市民的恐惧心理确确实实是我们现在面对的一个很大的问题。我想一方面,必须提高我们的救治水平。一个人一旦他病了,能得到很好的救治,他的恐惧就会降低。再一个,感染途径的切断,也使他的恐惧降低。切断感染,让市民了解防治感染的种种措施,比如垃圾的处理,卫生知识的介绍等等这一切,使他们的恐惧感降低。西方有一句名言,“恐惧的心理比恐惧的到来更可怕” 。我想无论是救治,无论是防控,还是我们现在所做的隔离,所做的这一切工作,最终它的成果都必然体现到人们在这场灾难中把恐惧逐渐抛弃。

安全对人类的生存需要来讲,超过温饱,因为安全对人的生存是第一位的。我们一定要使市民从恐惧中走出来。因为在恐惧中的生活是没有质量的生活。实际上我们的市民已经开始从恐惧中走出来。这其中包含着一条,大家在疾病突如其来的时候,这种惊慌到了一定程度的时候,人们坦然以对,心理变化是有过程的。我们要把前面所说的所有工作做到,真正使他们脱离恐惧。

香港有线电视记者:您刚才也说过,现在的防“非典”工作比十天前更好,可十天前总数是300多个,现在每天以100多的速度在增长。每天感染的100多个,这个数字还会不会上升?您刚才也说过,能够治呼吸疾病的医务人员只是3000多人,而现在疑似病例和确认病例差不多就是这个数了,是不是说北京医护人员已经负荷不了现在北京的疫情?小汤山1200多个医护人员都是从解放军调过来的,是不是北京市的医疗系统已经负担不了了?

王岐山:我想只要感染源还没有被彻底切断,预测数字就是一件非常危险的事情。
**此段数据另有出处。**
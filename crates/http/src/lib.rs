//! HTTP server facade for bookswap with Axum, error handling, and OpenAPI support.

use anyhow::Context;
use axum::{extract::Request, http::HeaderValue, routing::get, Router};
use tower_http::request_id::{MakeRequestId, RequestId};
use uuid::{Timestamp, Uuid};

use bookswap_kernel::{settings::Settings, ModuleRegistry};

pub mod auth;
pub mod error;
pub mod router;

pub use auth::Principal;
pub use error::AppError;
use router::RouterBuilder;

/// Start the HTTP server with the given module registry; returns once
/// `shutdown` resolves and in-flight requests have drained.
pub async fn start_server<F>(
    registry: &ModuleRegistry,
    settings: &Settings,
    shutdown: F,
) -> anyhow::Result<()>
where
    F: std::future::Future<Output = ()> + Send + 'static,
{
    tracing::info!(
        "starting HTTP server on {}:{}",
        settings.server.host,
        settings.server.port
    );

    let app = build_router(registry, settings);

    let listener =
        tokio::net::TcpListener::bind(format!("{}:{}", settings.server.host, settings.server.port))
            .await
            .context("failed to bind to address")?;

    tracing::info!(
        "HTTP server listening on http://{}:{}",
        settings.server.host,
        settings.server.port
    );

    axum::serve(listener, app)
        .with_graceful_shutdown(shutdown)
        .await
        .context("HTTP server failed")?;

    tracing::info!("HTTP server stopped");
    Ok(())
}

/// Build the main HTTP router with all module routes mounted
pub fn build_router(registry: &ModuleRegistry, settings: &Settings) -> Router {
    let mut router_builder = RouterBuilder::new().route("/healthz", get(health_check));

    for module in registry.modules() {
        let module_name = module.name();
        tracing::info!(
            module = module_name,
            "mounting module routes under /api/{}",
            module_name
        );
        router_builder = router_builder.mount_module(module_name, module.routes());
    }

    router_builder
        .with_openapi(registry)
        .with_tracing()
        .with_cors()
        .with_request_id()
        .with_timeout(settings.server.request_timeout_ms)
        .build()
}

/// Health check endpoint
async fn health_check() -> &'static str {
    "ok"
}

/// Request ID generator for tracing
#[derive(Clone)]
pub(crate) struct MakeRequestUuidV7;

impl MakeRequestId for MakeRequestUuidV7 {
    fn make_request_id<B>(&mut self, _request: &Request<B>) -> Option<RequestId> {
        let timestamp = Timestamp::now(uuid::NoContext);
        let request_id = Uuid::new_v7(timestamp)
            .to_string()
            .parse::<HeaderValue>()
            .ok()?;
        Some(RequestId::new(request_id))
    }
}
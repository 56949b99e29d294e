//! Acting-user extraction.
//!
//! Session handling lives in front of this service; it forwards the
//! authenticated username in [`PRINCIPAL_HEADER`].

use axum::{extract::FromRequestParts, http::request::Parts};

use crate::error::AppError;

pub const PRINCIPAL_HEADER: &str = "x-bookswap-user";

/// The authenticated user on whose behalf a request runs.
#[derive(Debug, Clone, PartialEq, Eq)]
pub struct Principal(pub String);

impl Principal {
    pub fn username(&self) -> &str {
        &self.0
    }
}

impl<S> FromRequestParts<S> for Principal
where
    S: Send + Sync,
{
    type Rejection = AppError;

    async fn from_request_parts(parts: &mut Parts, _state: &S) -> Result<Self, Self::Rejection> {
        let value = parts
            .headers
            .get(PRINCIPAL_HEADER)
            .ok_or_else(|| {
                AppError::unauthorized("you need to be a registered user to trade books")
            })?;

        let username = value
            .to_str()
            .map_err(|_| AppError::unauthorized("malformed principal header"))?
            .trim();

        if username.is_empty() {
            return Err(AppError::unauthorized("empty principal header"));
        }

        Ok(Principal(username.to_string()))
    }
}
我们现在的工作已经不是停留在数字上,现在特别加强的是对这个数字背后情况的掌握和分析,包括流行病学的调查,前一段我们这个工作比较弱。现在全国的专家和北京市的专家合在一起,加强力量进行分析。将来我们公布的就不仅是数字,我们要公布疫情的分析,邀请世界卫生组织的专家和我们一起分析。现在在我的办公室旁边腾出一个办公室,请卫生组织的专家和我一起办公。

关于医护人员的情况。北京市防治“非典”的工作一直得到中央高度的关怀,一直在中央领导之下。胡锦涛总书记和温家宝总理都时刻关怀着北京这场防“非典”斗争的任何一个情况。我们毫无疑问的要加强这方面的工作。中央已经帮助我们抽调了军队和全国的专家和医护队伍来参加我们这场斗争,来参加这场以救治为中心,旨在“两个提高”、“两个降低”为目标的重大战役。

1997年,我当时在金融系统工作,在香港赶上了亚洲金融风波,当天正好是香港股市崩盘之际,也正好是我推荐中国移动上市的首日。晚上的招待会,我作为保荐人、投资银行家要保荐这支股票,可是股市崩盘,我必须讲话,包括投资家李嘉诚都说,这怎么说呀?我当时突然就想出一句话,站在台上就说:“古人云,人不自信谁人信之。”实践证明,亚洲金融风波过去了。

我同样要求自己,我也希望我们所有的干部和首都的所有市民以及所有关注、帮助我们的朋友们,对我们这场防治“非典”的斗争,大家要树立起信任,树立起信心。我们一定能够取得这场斗争的胜利。